Barrett's Esophagus
What is Barrett's esophagus? Barrett’s esophagus is a change in the tissue lining your esophagus, the tube in your throat that carries food to your stomach. For reasons no one understands completely, cells in the esophageal lining sometimes become more like intestinal cells. Researchers suspect that having acid reflux or gastroesophageal reflux disease (GERD) is related to Barrett’s esophagus. Barrett’s esophagus raises the risk of developing a rare esophageal cancer.
Who gets Barrett’s esophagus? People who are more likely to develop Barrett’s esophagus: Are non-Hispanic white. Were assigned male at birth. Are middle-aged or older. Have obesity. They may also have: Family history of Barrett’s esophagus or esophageal cancer. Heartburn symptoms for 10-plus years. Gastroesophageal reflux disease (GERD).
How common is Barrett’s esophagus? On its own, Barrett’s esophagus doesn’t produce symptoms. You may discover you have it only after seeing your healthcare provider for gastroesophageal reflux disease (GERD) symptoms or after developing esophageal cancer. Because of the lack of symptoms, no one is sure how common it is. But experts estimate that Barrett’s esophagus affects about 1% of people.
What causes Barrett’s esophagus?
Multiple factors contribute to
Barrett’s esophagus. It’s more common in people with GERD. This chronic
(ongoing) condition occurs when stomach contents flow backward into the
esophagus. Experts believe the acidic liquid irritates the lining of the
esophagus, leading to changes in the tissue. But you can also have Barrett’s
esophagus without having GERD.
What are the symptoms of Barrett’s
esophagus?
Barrett’s esophagus does not cause
symptoms. But you can watch for signs of the conditions it’s associated with —
heartburn and acid regurgitation.
Heartburn that occurs at least twice
a week is the biggest red flag. Heartburn symptoms include a burning sensation
in the chest and vomit in the back of the throat (acid regurgitation).

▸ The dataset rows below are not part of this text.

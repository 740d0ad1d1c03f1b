//! Scoped package names

use crate::registry::error::ResolveError;

/// A package name split into the GitLab namespace and project
#[derive(Debug, Clone, PartialEq, Eq)]
pub struct ModuleSpec {
    /// Full package name, e.g. `@acme/widgets`
    pub name: String,
    pub user: String,
    pub repo: String,
}

impl ModuleSpec {
    /// Parses `@user/repo`. Unscoped names are not served.
    pub fn parse(name: &str) -> Result<Self, ResolveError> {
        let invalid = || ResolveError::InvalidName(name.to_string());

        let scoped = name.strip_prefix('@').ok_or_else(invalid)?;
        let (user, repo) = scoped.split_once('/').ok_or_else(invalid)?;

        if user.is_empty() || repo.is_empty() || repo.contains('/') {
            return Err(invalid());
        }

        Ok(Self {
            name: name.to_string(),
            user: user.to_string(),
            repo: repo.to_string(),
        })
    }
}
//! Tarball links served to clients
//!
//! `dist.tarball` always points back at this service so the client's
//! credentials are applied when the archive is fetched from GitLab.

use crate::encoding::encode_component;

/// Builds `{base}/{package}/{tag}/tarball` links
#[derive(Debug, Clone, PartialEq, Eq)]
pub struct TarballUrls {
    base: String,
}

impl TarballUrls {
    pub fn new(base: &str) -> Self {
        Self {
            base: base.trim_end_matches('/').to_string(),
        }
    }

    pub fn tarball(&self, package: &str, tag: &str) -> String {
        format!(
            "{}/{}/{}/tarball",
            self.base,
            encode_component(package),
            encode_component(tag)
        )
    }
}

#[cfg(test)]
mod tests {
    use super::*;

    #[test]
    fn tarball_encodes_package_and_tag() {
        let urls = TarballUrls::new("http://localhost:8080/");

        assert_eq!(
            urls.tarball("@acme/widgets", "v1.0.0"),
            "http://localhost:8080/%40acme%2Fwidgets/v1.0.0/tarball"
        );
        assert_eq!(
            urls.tarball("@acme/widgets", "release/2"),
            "http://localhost:8080/%40acme%2Fwidgets/release%2F2/tarball"
        );
    }
}
//! Tarball passthrough E2E tests against a mocked GitLab

mod helper;

use axum::http::StatusCode;
use axum::http::header::{CONTENT_LENGTH, CONTENT_TYPE};
use mockito::Matcher;

use helper::{GitLabFixture, PUBLIC_URL, create_test_app, get};

#[tokio::test]
async fn tarball_streams_archive_of_tagged_commit() {
    let mut gitlab = GitLabFixture::new().await;
    gitlab.project("acme", "widgets", 42).await;
    gitlab
        .tags(42, &[("v2.0.0", "c2"), ("v1.0.0", "c1")])
        .await;
    let archive = gitlab.archive(42, "c1", "archive-one").await;
    let app = create_test_app(&gitlab.url(), Some(PUBLIC_URL));

    let response = get(app, "/%40acme%2Fwidgets/v1.0.0/tarball", &[]).await;

    archive.assert_async().await;
    assert_eq!(response.status, StatusCode::OK);
    assert_eq!(response.headers[CONTENT_TYPE], "application/x-gzip");
    assert_eq!(response.headers[CONTENT_LENGTH], "11");
    assert_eq!(&response.body[..], b"archive-one");
}

#[tokio::test]
async fn tarball_forwards_private_token_header() {
    let mut gitlab = GitLabFixture::new().await;
    gitlab
        .server
        .mock("GET", "/projects/acme%2Fwidgets")
        .match_header("private-token", "tok")
        .with_status(200)
        .with_body(r#"{"id": 42}"#)
        .create_async()
        .await;
    gitlab
        .server
        .mock("GET", "/projects/42/repository/tags")
        .match_header("private-token", "tok")
        .with_status(200)
        .with_body(r#"[{"name": "v1.0.0", "commit": {"id": "c1"}}]"#)
        .create_async()
        .await;
    let archive = gitlab
        .server
        .mock("GET", "/projects/42/repository/archive")
        .match_query(Matcher::UrlEncoded("sha".into(), "c1".into()))
        .match_header("private-token", "tok")
        .with_status(200)
        .with_body("secret-archive")
        .create_async()
        .await;
    let app = create_test_app(&gitlab.url(), Some(PUBLIC_URL));

    let response = get(
        app,
        "/%40acme%2Fwidgets/v1.0.0/tarball",
        &[("private-token", "tok")],
    )
    .await;

    archive.assert_async().await;
    assert_eq!(response.status, StatusCode::OK);
    assert_eq!(&response.body[..], b"secret-archive");
}

#[tokio::test]
async fn tarball_for_unknown_tag_never_opens_an_archive() {
    let mut gitlab = GitLabFixture::new().await;
    gitlab.project("acme", "widgets", 42).await;
    gitlab.tags(42, &[("v1.0.0", "c1")]).await;
    let archive = gitlab
        .server
        .mock("GET", "/projects/42/repository/archive")
        .match_query(Matcher::Any)
        .expect(0)
        .create_async()
        .await;
    let app = create_test_app(&gitlab.url(), Some(PUBLIC_URL));

    let response = get(app, "/%40acme%2Fwidgets/v9.9.9/tarball", &[]).await;

    archive.assert_async().await;
    assert_eq!(response.status, StatusCode::NOT_FOUND);
    assert_eq!(
        response.json()["error"],
        "Tag v9.9.9 not found for @acme/widgets"
    );
}

#[tokio::test]
async fn tarball_upstream_failure_is_bad_gateway() {
    let mut gitlab = GitLabFixture::new().await;
    gitlab.project("acme", "widgets", 42).await;
    gitlab.tags(42, &[("v1.0.0", "c1")]).await;
    gitlab
        .server
        .mock("GET", "/projects/42/repository/archive")
        .match_query(Matcher::Any)
        .with_status(500)
        .create_async()
        .await;
    let app = create_test_app(&gitlab.url(), Some(PUBLIC_URL));

    let response = get(app, "/%40acme%2Fwidgets/v1.0.0/tarball", &[]).await;

    assert_eq!(response.status, StatusCode::BAD_GATEWAY);
    assert_eq!(response.json()["error"], "Bad Gateway");
}

#[tokio::test]
async fn tarball_rejects_unscoped_name() {
    let gitlab = GitLabFixture::new().await;
    let app = create_test_app(&gitlab.url(), Some(PUBLIC_URL));

    let response = get(app, "/widgets/v1.0.0/tarball", &[]).await;

    assert_eq!(response.status, StatusCode::NOT_FOUND);
}
impl FromIterator<Field> for FieldSet {
  fn from_iter<I: IntoIterator<Item = Field>>(iter: I) -> Self {
    Self(iter.into_iter().collect())
  }
}

// ---------------------------------------------------------------------------
// Filter selection
// ---------------------------------------------------------------------------

#[derive(Debug, Clone, Default, PartialEq, Eq)]
pub enum CategoryFilter {
  #[default]
  All,
  Only(String),
}

impl CategoryFilter {
  pub fn matches(&self, category: &str) -> bool {
    match self {
      Self::All => true,
      Self::Only(c) => c == category,
    }
  }
}

impl Serialize for CategoryFilter {
  fn serialize<S: Serializer>(&self, serializer: S) -> Result<S::Ok, S::Error> {
    match self {
      Self::All => serializer.serialize_str("ALL"),
      Self::Only(c) => serializer.serialize_str(c),
    }
  }
}

/// Validated selection. Date bounds are inclusive.
#[derive(Debug, Clone, Default, PartialEq, Eq, Serialize)]
pub struct Filter {
  pub category: CategoryFilter,
  #[serde(skip_serializing_if = "Option::is_none")]
  pub from: Option<NaiveDate>,
  #[serde(skip_serializing_if = "Option::is_none")]
  pub to: Option<NaiveDate>,
  #[serde(skip_serializing_if = "Option::is_none")]
  pub month: Option<u32>,
}

// ---------------------------------------------------------------------------
// Analysis outcome
// ---------------------------------------------------------------------------

/// Tagged result of one analysis: either a value or the reason there is none.
#[derive(Debug, Clone, PartialEq, Serialize)]
#[serde(tag = "status", content = "detail", rename_all = "snake_case")]
pub enum Outcome<T> {
  Ready(T),
  NoData,
  Skipped { missing: Field },
  InsufficientData { required: usize, available: usize },
  NotApplicable,
}

impl<T> Outcome<T> {
  pub fn is_ready(&self) -> bool {
    matches!(self, Self::Ready(_))
  }

  pub fn ready(self) -> Option<T> {
    match self {
      Self::Ready(v) => Some(v),
      _ => None,
    }
  }

  pub fn as_ready(&self) -> Option<&T> {
    match self {
      Self::Ready(v) => Some(v),
      _ => None,
    }
  }

  pub fn map<U>(self, f: impl FnOnce(T) -> U) -> Outcome<U> {
    match self {
      Self::Ready(v) => Outcome::Ready(f(v)),
      Self::NoData => Outcome::NoData,
      Self::Skipped { missing } => Outcome::Skipped { missing },
      Self::InsufficientData { required, available } => {
        Outcome::InsufficientData { required, available }
      }
      Self::NotApplicable => Outcome::NotApplicable,
    }
  }
}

Other symptoms to watch for include:
Heartburn that worsens or wakes you
from sleep.
Painful or difficult swallowing.
Sensation of food stuck in your
esophagus.
Constant sore throat, sour taste in
your mouth or bad breath.
Unintentional weight loss.
Blood in stool.
Vomiting.
How is Barrett's esophagus
diagnosed?
The only way to confirm the
diagnosis of Barrett's esophagus is with a test called an upper endoscopy. This
involves inserting a small lighted tube (endoscope) through the throat and into
the esophagus to look for a change in the lining of the esophagus.

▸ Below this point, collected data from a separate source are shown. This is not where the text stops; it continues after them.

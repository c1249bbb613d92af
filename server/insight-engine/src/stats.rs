//! Numeric helpers shared by the analyses. Every helper returns None instead
//! of dividing by zero.

/// Arithmetic mean; None for an empty slice.
pub fn mean(values: &[f64]) -> Option<f64> {
  if values.is_empty() {
    return None;
  }
  Some(values.iter().sum::<f64>() / values.len() as f64)
}

/// Sample standard deviation (n - 1 denominator); None below two points.
pub fn sample_std(values: &[f64]) -> Option<f64> {
  if values.len() < 2 {
    return None;
  }
  let m = mean(values)?;
  let ss: f64 = values.iter().map(|v| (v - m).powi(2)).sum();
  Some((ss / (values.len() - 1) as f64).sqrt())
}

/// Coefficient of variation in percent; None when the mean is zero or σ is undefined.
pub fn coefficient_of_variation(values: &[f64]) -> Option<f64> {
  let m = mean(values)?;
  if m == 0.0 {
    return None;
  }
  Some(sample_std(values)? / m * 100.0)
}

/// Quantile of an ascending slice with linear interpolation between ranks.
pub fn quantile(sorted: &[f64], q: f64) -> Option<f64> {
  if sorted.is_empty() {
    return None;
  }
  let pos = (sorted.len() - 1) as f64 * q.clamp(0.0, 1.0);
  let lo = pos.floor() as usize;
  let hi = pos.ceil() as usize;
  let frac = pos - lo as f64;
  Some(sorted[lo] + (sorted[hi] - sorted[lo]) * frac)
}

/// Pearson correlation; None on length mismatch, fewer than two points or zero variance.
pub fn pearson(x: &[f64], y: &[f64]) -> Option<f64> {
  if x.len() != y.len() || x.len() < 2 {
    return None;
  }
  let mx = mean(x)?;
  let my = mean(y)?;
  let mut cov = 0.0;
  let mut vx = 0.0;
  let mut vy = 0.0;
  for (a, b) in x.iter().zip(y) {
    cov += (a - mx) * (b - my);
    vx += (a - mx).powi(2);
    vy += (b - my).powi(2);
  }
  if vx == 0.0 || vy == 0.0 {
    return None;
  }
  Some((cov / (vx.sqrt() * vy.sqrt())).clamp(-1.0, 1.0))
}

/// `part / whole` as a percentage; None when whole is zero.
pub fn percent(part: f64, whole: f64) -> Option<f64> {
  if whole == 0.0 {
    return None;
  }
  Some(part / whole * 100.0)
}

/// Relative change from `from` to `to` in percent; None when `from` is zero.
pub fn percent_change(from: f64, to: f64) -> Option<f64> {
  percent(to - from, from)
}

pub fn round2(v: f64) -> f64 {
  (v * 100.0).round() / 100.0
}

#[cfg(test)]
mod tests {
  use super::*;

  #[test]
  fn mean_and_std() {
    let v = [2.0, 4.0, 4.0, 4.0, 5.0, 5.0, 7.0, 9.0];
    assert_eq!(mean(&v), Some(5.0));
    // Sample σ of the classic example is sqrt(32/7).
    assert!((sample_std(&v).unwrap() - (32.0f64 / 7.0).sqrt()).abs() < 1e-12);
    assert_eq!(sample_std(&[3.0]), None);
    assert_eq!(mean(&[]), None);
  }

  #[test]
  fn quantile_interpolates() {
    let v = [1.0, 2.0, 3.0, 4.0];
    assert!((quantile(&v, 0.25).unwrap() - 1.75).abs() < 1e-12);
    assert!((quantile(&v, 0.75).unwrap() - 3.25).abs() < 1e-12);
    assert_eq!(quantile(&v, 0.0), Some(1.0));
    assert_eq!(quantile(&v, 1.0), Some(4.0));
  }

  #[test]
  fn pearson_extremes() {
    let a = [1.0, 2.0, 3.0, 4.0];
    let b = [2.0, 4.0, 6.0, 8.0];
    let c = [4.0, 3.0, 2.0, 1.0];
    assert!((pearson(&a, &b).unwrap() - 1.0).abs() < 1e-12);
    assert!((pearson(&a, &c).unwrap() + 1.0).abs() < 1e-12);
    assert_eq!(pearson(&a, &[5.0, 5.0, 5.0, 5.0]), None);
  }

  #[test]
  fn zero_denominators_are_none() {
    assert_eq!(percent(3.0, 0.0), None);
    assert_eq!(percent_change(0.0, 10.0), None);
    assert_eq!(coefficient_of_variation(&[0.0, 0.0]), None);
    assert_eq!(percent_change(100.0, 150.0), Some(50.0));
  }

  #[test]
  fn round2_rounds_half_away() {
    assert_eq!(round2(33.333), 33.33);
    assert_eq!(round2(66.666), 66.67);
  }
}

While the appearance of the
esophagus may suggest Barrett's esophagus, the diagnosis can only be confirmed
with small samples of tissue (biopsies) obtained through the endoscope. A
pathologist will examine the tissue to make the diagnosis.

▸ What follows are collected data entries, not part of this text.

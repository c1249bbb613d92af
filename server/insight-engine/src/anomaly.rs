//! Outlier detection: sigma bands on daily volume, IQR fences on sizes and
//! the low-volume floor that signals likely outages.
//!
//! A zero mean or zero deviation (constant or single-point series) never
//! produces a flag.

use std::collections::BTreeMap;

use crate::aggregate;
use crate::config::Config;
use crate::stats;
use crate::types::*;

/// Fraction of the daily mean under which an anomalous day suggests a failed load.
const FAILURE_FRACTION: f64 = 0.5;
/// Multiple of the daily mean over which an anomalous day suggests reprocessing.
const REPROCESSING_MULTIPLE: f64 = 2.0;

/// Days whose count is more than `sigma` sample standard deviations from the mean.
pub fn std_anomalies(series: &[DailyCount], sigma: f64, high_sigma: f64) -> Vec<Anomaly> {
  let vals = aggregate::values(series);
  let (Some(mean), Some(std)) = (stats::mean(&vals), stats::sample_std(&vals)) else {
    return Vec::new();
  };
  if mean == 0.0 || std == 0.0 {
    return Vec::new();
  }

  series
    .iter()
    .filter_map(|d| {
      let value = d.count as f64;
      let delta = value - mean;
      let distance = delta.abs() / std;
      if distance <= sigma {
        return None;
      }
      Some(Anomaly {
        date: d.date,
        value,
        delta,
        delta_pct: delta / mean * 100.0,
        sigma: distance,
        kind: if delta > 0.0 {
          AnomalyKind::Peak
        } else {
          AnomalyKind::Drop
        },
        severity: if distance > high_sigma {
          Severity::High
        } else {
          Severity::Moderate
        },
      })
    })
    .collect()
}

/// Some anomalous day fell under half the daily mean.
pub fn suspected_failure(anomalies: &[Anomaly], mean: f64) -> bool {
  anomalies.iter().any(|a| a.value < mean * FAILURE_FRACTION)
}

/// Some anomalous day exceeded twice the daily mean (reprocessing or a special load).
pub fn suspected_reprocessing(anomalies: &[Anomaly], mean: f64) -> bool {
  anomalies.iter().any(|a| a.value > mean * REPROCESSING_MULTIPLE)
}

/// Values outside [Q1 - k·IQR, Q3 + k·IQR]; the lower fence never goes below zero.
pub fn iqr_anomalies(values: &[f64], multiplier: f64) -> Outcome<IqrReport> {
  let mut sorted = values.to_vec();
  sorted.sort_by(|a, b| a.partial_cmp(b).unwrap_or(std::cmp::Ordering::Equal));
  let (Some(q1), Some(q3)) = (stats::quantile(&sorted, 0.25), stats::quantile(&sorted, 0.75)) else {
    return Outcome::NoData;
  };
  let iqr = q3 - q1;
  let lower = (q1 - multiplier * iqr).max(0.0);
  let upper = q3 + multiplier * iqr;

  let mut high = Vec::new();
  let mut low = Vec::new();
  for (i, &v) in values.iter().enumerate() {
    if v > upper {
      high.push(i);
    } else if v < lower {
      low.push(i);
    }
  }
  Outcome::Ready(IqrReport {
    q1,
    q3,
    iqr,
    lower,
    upper,
    high,
    low,
  })
}

/// Days below `floor_fraction` of the mean daily count.
pub fn low_volume_alert(series: &[DailyCount], floor_fraction: f64) -> Vec<LowVolumeDay> {
  let vals = aggregate::values(series);
  let Some(mean) = stats::mean(&vals).filter(|m| *m > 0.0) else {
    return Vec::new();
  };
  let floor = mean * floor_fraction;
  series
    .iter()
    .filter(|d| (d.count as f64) < floor)
    .map(|d| LowVolumeDay {
      date: d.date,
      count: d.count,
      share_of_mean_pct: d.count as f64 / mean * 100.0,
    })
    .collect()
}

/// Size metrics over records carrying both size fields.
pub fn size_summary(records: &[&Record], config: &Config) -> Outcome<SizeSummary> {
  let sized: Vec<(&Record, f64, f64)> = records
    .iter()
    .filter_map(|r| Some((*r, r.size_remote? as f64, r.size_local? as f64)))
    .collect();
  if sized.is_empty() {
    return Outcome::NoData;
  }

  let remote: Vec<f64> = sized.iter().map(|(_, s, _)| *s).collect();
  let local: Vec<f64> = sized.iter().map(|(_, _, l)| *l).collect();
  let mean_remote = stats::mean(&remote).unwrap_or(0.0);
  let mean_local = stats::mean(&local).unwrap_or(0.0);
  let compression_pct = stats::percent(mean_remote - mean_local, mean_remote).into();

  let Some(fences) = iqr_anomalies(&remote, config.iqr_multiplier).ready() else {
    return Outcome::NoData;
  };

  let mut per_category: BTreeMap<&str, Vec<f64>> = BTreeMap::new();
  for (r, s, _) in &sized {
    per_category.entry(r.category.as_str()).or_default().push(*s);
  }

  Outcome::Ready(SizeSummary {
    records: sized.len(),
    mean_remote,
    mean_local,
    compression_pct,
    lower_bound: fences.lower,
    upper_bound: fences.upper,
    large_outliers: fences.high.len(),
    small_outliers: fences.low.len(),
    per_category: per_category
      .into_iter()
      .map(|(category, sizes)| CategorySize {
        category: category.to_string(),
        records: sizes.len(),
        mean_remote: stats::mean(&sizes).unwrap_or(0.0),
      })
      .collect(),
  })
}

How is Barrett’s esophagus treated?
Your treatment depends largely on
presence of symptoms and dysplasia on biopsies:
Barrett’s esophagus without
dysplasia
Having Barrett’s esophagus without
dysplasia means your provider didn’t detect precancerous cells. Usually, you
don’t need treatment at this stage. But your healthcare provider will want to
monitor the condition. You’ll need to have an upper endoscopy every two to three
years.
If you have GERD, your healthcare
provider may prescribe medications to treat GERD. These medicines decrease
stomach acid, which can protect your esophagus from damage. Lifestyle changes,
like sleeping slightly inclined and avoiding eating dinner late, often help,
too.
Barrett’s esophagus with dysplasia
Dysplasia is the presence of
precancerous cells. Your doctor may recommend frequent monitoring or treatment
to prevent cancer from developing.
Low-grade dysplasia
Low-grade dysplasia means you have
some abnormal cells, but the majority aren’t affected. In this case, you may
just need frequent checks to see if more changes occur. Expect to undergo an
upper endoscopy every six months to a year. Ablation therapy is also
recommended in select patients.
High-grade dysplasia
High-grade dysplasia indicates a
substantial change in your esophagus lining. With this diagnosis, cancer is
more likely. You may need to repeat upper endoscopies more often to look for
cancer. Your provider may also recommend treatment, which focuses on removing
the damaged tissue and includes:
Radiofrequency ablation: This is the
most common procedure. It burns off abnormal tissue using radio waves, which
generate heat.
Cryotherapy: Healthcare providers
use liquid nitrogen to freeze diseased parts of the esophagus lining so it will
slough off (shed). The process is similar to how dermatologists “freeze off” a
wart.
Endoscopic mucosal resection: Using
an endoscope, your provider can remove precancerous spots on the esophagus
lining.
Surgery: If you have severe
dysplasia or esophageal cancer, your provider may recommend an esophagectomy, a
surgery to remove all or part of the esophagus.